Nock-ten, which struck the eastern Philippines on Tuesday, killed at least 20 people, with another nine missing, National Disaster Risk Reduction and Management Council chief Benito Ramos told reporters.

Five of the victims died as a landslide buried parts of their village.

About 645,000 people were also forced to flee their flooded homes in the coastal provinces of Albay and Camarines Sur in the southeast of Luzon where the storm first made landfall, according to Ramos.

“Those two provinces are underwater,” Ramos told AFP earlier.

He said the government was waiting for the skies to clear and the seas to calm down before sending emergency supplies by air and water to those provinces.

“We can’t use the army trucks because the roads are flooded,” he said.

The council said dozens of flights had been cancelled because of the storm.

Nock-ten had initially been expected to pass much closer to Manila, the nation’s sprawling capital of 12 million people, and schools were closed across the city on Wednesday as it prepared for heavy rains.

Ramos said Nock-ten was following an erratic course and that the latest forecast showed Manila and other densely populous areas would be spared the worst of the storm.

“It did not follow its projected track,” he said.

Nevertheless, the new course would still mean about four million people in mountainous areas of northern Luzon were under threat, and landslides there were a danger.

State weather forecaster Juanito Galang told AFP wind strength and rain volumes usually dissipated when a cyclone hit a wall of mountains, instead of going over flat land.

“But the danger there is, if rain falls on a mountaintop, it will rush down slopes. The tendency is for the water to go down as flash floods or cause landslides,” Galang said.

“They’re deadlier than ordinary floods because they occur suddenly and you are caught unaware,” he said.

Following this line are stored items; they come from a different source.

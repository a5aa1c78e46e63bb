//! Output chunker: long generated answers split into transport-sized parts.
//!
//! Splits prefer the last newline at or before the limit so lines stay whole;
//! a single unbroken span longer than the limit gets a hard cut at exactly
//! the limit. Lengths are measured in characters, not bytes.

/// Split `text` into parts of at most `max_len` characters.
pub fn split_text(text: &str, max_len: usize) -> Vec<String> {
    assert!(max_len > 0, "max_len must be positive");

    let mut parts = Vec::new();
    let mut rest = text.trim();

    while rest.chars().count() > max_len {
        // Byte offset of the character just past the limit.
        let cut_bytes = rest
            .char_indices()
            .nth(max_len)
            .map(|(b, _)| b)
            .unwrap_or(rest.len());

        let split_at = match rest[..cut_bytes].rfind('\n') {
            Some(nl) => nl,
            None => cut_bytes, // unbroken span: hard cut at the limit
        };

        let part = rest[..split_at].trim();
        if !part.is_empty() {
            parts.push(part.to_string());
        }
        rest = rest[split_at..].trim_start();
    }

    let tail = rest.trim();
    if !tail.is_empty() {
        parts.push(tail.to_string());
    }

    parts
}

#[cfg(test)]
mod tests {
    use super::*;

    #[test]
    fn empty_input_yields_no_parts() {
        assert!(split_text("", 100).is_empty());
        assert!(split_text("  \n ", 100).is_empty());
    }

    #[test]
    fn short_input_is_one_part() {
        assert_eq!(split_text("hello", 100), vec!["hello"]);
    }

    #[test]
    fn splits_on_last_newline_before_limit() {
        let text = "first line\nsecond line\nthird line";
        let parts = split_text(text, 25);
        assert_eq!(parts, vec!["first line\nsecond line", "third line"]);
    }

    #[test]
    fn hard_cuts_unbroken_spans_at_exactly_the_limit() {
        let text = "a".repeat(25);
        let parts = split_text(&text, 10);
        assert_eq!(parts, vec!["a".repeat(10), "a".repeat(10), "a".repeat(5)]);
    }

    #[test]
    fn every_part_respects_the_limit() {
        let mut text = String::new();
        for i in 0..50 {
            text.push_str(&format!("line number {i} with some padding\n"));
        }
        for part in split_text(&text, 120) {
            assert!(part.chars().count() <= 120, "part too long: {part:?}");
        }
    }

    #[test]
    fn round_trips_content_modulo_split_whitespace() {
        let text = "alpha beta\ngamma delta\nepsilon zeta\neta theta";
        let parts = split_text(text, 20);

        let rejoined = parts.join("\n");
        let norm = |s: &str| s.split_whitespace().collect::<Vec<_>>().join(" ");
        assert_eq!(norm(&rejoined), norm(text));
    }

    #[test]
    fn counts_characters_not_bytes() {
        // Multibyte characters: 12 chars, 24 bytes.
        let text = "абвгдежзиклм";
        let parts = split_text(text, 6);
        assert_eq!(parts.len(), 2);
        assert!(parts.iter().all(|p| p.chars().count() <= 6));
        assert_eq!(parts.concat(), text);
    }
}
use std::sync::Arc;

use teloxide::prelude::*;

use gtb_core::{
    domain::{ChatId, UserId},
    i18n::Key,
    messaging::types::{InlineButton, InlineKeyboard},
    ports::Prompt,
};

use crate::router::{AppState, PendingPhoto};

use super::download_bytes;

const PHOTO_TASK_PROMPT: &str =
    "Look at the image and answer in the same language as the task on the photo.";

/// Answer a photographed task through the answer upstream.
pub(crate) async fn process_photo_task(
    state: &AppState,
    chat: ChatId,
    user_id: UserId,
    bytes: Vec<u8>,
    caption: Option<&str>,
) {
    let text = match caption {
        Some(c) if !c.trim().is_empty() => c.to_string(),
        _ => PHOTO_TASK_PROMPT.to_string(),
    };
    let prompt = Prompt::with_image(text, "image/jpeg", bytes);
    let _ = state.orch.answer(chat, user_id, &prompt).await;
}

pub async fn handle_photo(bot: Bot, msg: Message, state: Arc<AppState>) -> ResponseResult<()> {
    let Some(user) = msg.from() else {
        return Ok(());
    };
    let Some(photos) = msg.photo() else {
        return Ok(());
    };
    let Some(best) = photos.last() else {
        return Ok(());
    };

    let user_id = UserId(user.id.0 as i64);
    let chat = ChatId(msg.chat.id.0);

    let bytes = match download_bytes(&bot, &best.file.id).await {
        Ok(b) => b,
        Err(e) => {
            tracing::warn!(user = user_id.0, "photo download failed: {e}");
            let _ = state
                .messenger
                .send_text(chat, state.prefs.text_for(user_id, Key::UpstreamFailed))
                .await;
            return Ok(());
        }
    };

    // Subscribers never pay with receipts mid-term, so a photo from them is
    // always a task.
    if state.ledger.is_subscribed(user_id) {
        process_photo_task(&state, chat, user_id, bytes, msg.caption()).await;
        return Ok(());
    }

    state.pending_photos.lock().await.insert(
        user_id.0,
        PendingPhoto {
            bytes,
            caption: msg.caption().map(str::to_string),
        },
    );

    let keyboard = InlineKeyboard::row(vec![
        InlineButton::new(state.prefs.text_for(user_id, Key::ThisIsTask), "img_task"),
        InlineButton::new(
            state.prefs.text_for(user_id, Key::ThisIsReceipt),
            "img_receipt",
        ),
    ]);
    let _ = state
        .messenger
        .send_inline_keyboard(
            chat,
            state.prefs.text_for(user_id, Key::ChooseImageType),
            keyboard,
        )
        .await;

    Ok(())
}
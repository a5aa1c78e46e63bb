use std::sync::Arc;

use teloxide::prelude::*;

use gtb_core::{
    domain::{ChatId, UserId},
    i18n::Key,
    ports::Prompt,
};

use crate::router::AppState;

use super::download_bytes;

const PDF_PROMPT: &str = "Answer ALL questions in this PDF part in the same language as the \
     PDF. Pick one correct option per question. Be short. At the end add: AI can make mistakes.";

const TXT_PROMPT: &str =
    "Answer all questions from the text below. Answer briefly and in the same language as the text.";

pub async fn handle_document(bot: Bot, msg: Message, state: Arc<AppState>) -> ResponseResult<()> {
    let Some(user) = msg.from() else {
        return Ok(());
    };
    let Some(doc) = msg.document() else {
        return Ok(());
    };

    let user_id = UserId(user.id.0 as i64);
    let chat = ChatId(msg.chat.id.0);

    if !state.orch.ensure_access(chat, user_id).await {
        return Ok(());
    }

    let file_name = doc.file_name.clone().unwrap_or_default().to_lowercase();
    let is_pdf = doc
        .mime_type
        .as_ref()
        .map(|m| m.essence_str() == "application/pdf")
        .unwrap_or(false)
        || file_name.ends_with(".pdf");

    if !is_pdf && !file_name.ends_with(".txt") {
        let _ = state
            .messenger
            .send_text(chat, state.prefs.text_for(user_id, Key::UnsupportedFile))
            .await;
        return Ok(());
    }

    let bytes = match download_bytes(&bot, &doc.file.id).await {
        Ok(b) => b,
        Err(e) => {
            tracing::warn!(user = user_id.0, "document download failed: {e}");
            let _ = state
                .messenger
                .send_text(chat, state.prefs.text_for(user_id, Key::UpstreamFailed))
                .await;
            return Ok(());
        }
    };

    if is_pdf {
        let _ = state
            .messenger
            .send_text(chat, state.prefs.text_for(user_id, Key::ReadingPdf))
            .await;

        let chunks = match gtb_extract::pdf::extract_text_chunks(&bytes) {
            Ok(Some(chunks)) => chunks,
            Ok(None) | Err(_) => {
                let _ = state
                    .messenger
                    .send_text(chat, state.prefs.text_for(user_id, Key::PdfError))
                    .await;
                return Ok(());
            }
        };

        let parts: Vec<String> = chunks
            .into_iter()
            .map(|c| format!("{PDF_PROMPT}\n\n{c}"))
            .collect();
        let _ = state.orch.answer_parts(chat, user_id, &parts).await;
        return Ok(());
    }

    // .txt
    let _ = state
        .messenger
        .send_text(chat, state.prefs.text_for(user_id, Key::ReadingTxt))
        .await;
    let text = String::from_utf8_lossy(&bytes);
    let prompt = format!("{TXT_PROMPT}\n\n{text}");
    let _ = state.orch.answer(chat, user_id, &Prompt::text(prompt)).await;

    Ok(())
}
//! Liveness endpoint plus an optional self-ping loop, for free-tier hosts
//! that idle out services without inbound traffic.

use std::sync::Arc;

use axum::{routing::get, Router};

use gtb_core::config::Config;

pub fn spawn(cfg: Arc<Config>) {
    let port = cfg.port;
    tokio::spawn(async move {
        let app = Router::new().route("/", get(|| async { "alive" }));
        let addr = format!("0.0.0.0:{port}");
        match tokio::net::TcpListener::bind(&addr).await {
            Ok(listener) => {
                tracing::info!("liveness endpoint on {addr}");
                if let Err(e) = axum::serve(listener, app).await {
                    tracing::error!("liveness server failed: {e}");
                }
            }
            Err(e) => tracing::error!("liveness bind failed on {addr}: {e}"),
        }
    });

    let Some(url) = cfg.self_ping_url.clone() else {
        return;
    };
    let interval = cfg.self_ping_interval;
    tokio::spawn(async move {
        let http = reqwest::Client::new();
        loop {
            tokio::time::sleep(interval).await;
            // Failures are expected while the host spins up.
            if let Err(e) = http.get(&url).send().await {
                tracing::debug!("self-ping failed: {e}");
            }
        }
    });
}
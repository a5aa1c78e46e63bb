//! Cross-messenger abstractions (Telegram today).

pub mod port;
pub mod types;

Ramos also warned that all areas within 500 kilometres (310 miles) of the eye of the storm, which includes Manila, should expect rain until it moved out to the South China Sea on Thursday.

An average of 20 storms and typhoons, some of them deadly, hit the Philippines every year. Storms killed 48 people on Luzon in May and June.

Unusually heavy rains also killed 42 people last month in the country’s south, an area that is normally spared typhoons and storms.